GENEVA (10 June 2020) – UN independent human rights experts* today condemned the violent crackdown on widespread peaceful protests after police in Minneapolis killed African American George Floyd. They also urged the implementation of strong measures to eradicate racial discrimination and radically reform US policing of communities of colour and of peaceful protests.
"Police abuse and excessive use of force during peaceful assemblies is inexcusable at any time but it is especially distressing when demonstrators are precisely calling for accountability on police brutality and systemic racism in policing,” the experts said.
“Firing tear gas and beating peaceful protesters does not silence them. It only reaffirms the urgency of the struggle for police reform and racial justice in the United States.”
The experts said video footage last week showing a 75-year-old man sustaining a head injury after being pushed to the ground by police in Buffalo, N.Y. was just one of hundreds of videos highlighting the unjustified use by police of batons, tear gas and rubber bullets to disperse peaceful protesters.
The experts also expressed alarm at the militarisation of the crackdown, including the deployment of at least 62,000 National Guard soldiers who are not trained to manage protests, and said reports of police attacks against, and arrests of, journalists covering the protests were disturbing.
“International law protects the right of everyone – including journalists and human rights defenders – to observe, monitor and report on such events. Attacking and arresting journalists and human rights defenders who perform this important public duty is simply unacceptable,” the experts said, echoing calls made in a statement by UN and OAS experts.
“We are particularly concerned at reports indicating that some law enforcement were deployed without identification in some cities including Washington, DC. This is a recipe for impunity for human rights violations and abuses.”
They welcomed measures by authorities in some cities, including Minneapolis, to open dialogue with African American communities and civil society organisations and respond to their calls to end systemic racism and violence in policing.
“We are inspired by the determination and innovation of civil society in the United Sates. They are putting forward ideas to recreate public security grounded in human rights. The voices and participation of affected communities in local and federal efforts to reform the system must be heard and ensured with no further delay,” the experts said.
The UN experts said the scale of arrests and the conditions of detentions during the COVID-19 crisis were also deeply disturbing. “Detentions of protesters in the current context exacerbates the risk of serious disease,” they said, calling for the release of all detained.

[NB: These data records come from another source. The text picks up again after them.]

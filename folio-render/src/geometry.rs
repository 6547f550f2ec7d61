use folio_core::{NormalizedRect, Rotation};

/// Convert a rectangle in PDF user space (bottom-left origin, points) into
/// page-relative coordinates with a top-left origin. Returns `None` for
/// empty rectangles or pages without usable geometry.
pub fn normalize_rect(
    page_width: f32,
    page_height: f32,
    left: f32,
    top: f32,
    right: f32,
    bottom: f32,
) -> Option<NormalizedRect> {
    if page_width <= 0.0 || page_height <= 0.0 {
        return None;
    }
    let rect = NormalizedRect {
        left: left / page_width,
        top: 1.0 - top / page_height,
        right: right / page_width,
        bottom: 1.0 - bottom / page_height,
    }
    .clamp();
    rect.is_valid().then_some(rect)
}

/// Unrotated page edge that ends up horizontal in the output bitmap.
///
/// pdfium scales against the unrotated page, so a quarter turn has to
/// constrain the page height to get the requested output width.
#[derive(Debug, Clone, Copy, PartialEq, Eq)]
#[cfg_attr(not(feature = "pdf"), allow(dead_code))]
pub(crate) enum ScaledEdge {
    Width,
    Height,
}

#[cfg_attr(not(feature = "pdf"), allow(dead_code))]
pub(crate) fn scaled_edge(rotation: Rotation) -> ScaledEdge {
    if rotation.is_sideways() {
        ScaledEdge::Height
    } else {
        ScaledEdge::Width
    }
}

/// Bitmap size pdfium produces for a page of `page_width` x `page_height`
/// points when the edge from [`scaled_edge`] is set to `target_width`.
#[cfg_attr(not(feature = "pdf"), allow(dead_code))]
pub(crate) fn output_size(
    page_width: f32,
    page_height: f32,
    target_width: u32,
    rotation: Rotation,
) -> (u32, u32) {
    let edge = match scaled_edge(rotation) {
        ScaledEdge::Width => page_width,
        ScaledEdge::Height => page_height,
    };
    if edge <= 0.0 {
        return (0, 0);
    }
    let scale = target_width as f32 / edge;
    let scaled_width = (page_width * scale).round() as u32;
    let scaled_height = (page_height * scale).round() as u32;
    if rotation.is_sideways() {
        (scaled_height, scaled_width)
    } else {
        (scaled_width, scaled_height)
    }
}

The experts, who have had recent engagement with Government authorities, urged concerned authorities to respect the right to peaceful assembly during future protests and to refrain from resorting to use of force and said they would continue monitoring developments closely.
*The experts: Mr. Clément Nyaletsossi Voule,Special Rapporteur on the rights to peaceful assembly and of association, Mr. David Kaye, Special Rapporteur on the promotion and protection of the right to freedom of opinion and expression, Ms.Agnes Callamard, Special Rapporteur on extrajudicial, summary or arbitrary executions.
Special Rapporteurs are part of what is known as the Special Proceduresof the Human Rights Council. Special Procedures, the largest body of independent experts in the UN Human Rights system, is the general name of the Council’s independent fact-finding and monitoring mechanisms that address either specific country situations or thematic issues in all parts of the world. Special Procedures experts work on a voluntary basis; they are not UN staff and do not receive a salary for their work. They are independent from any government or organisation and serve in their individual capacity.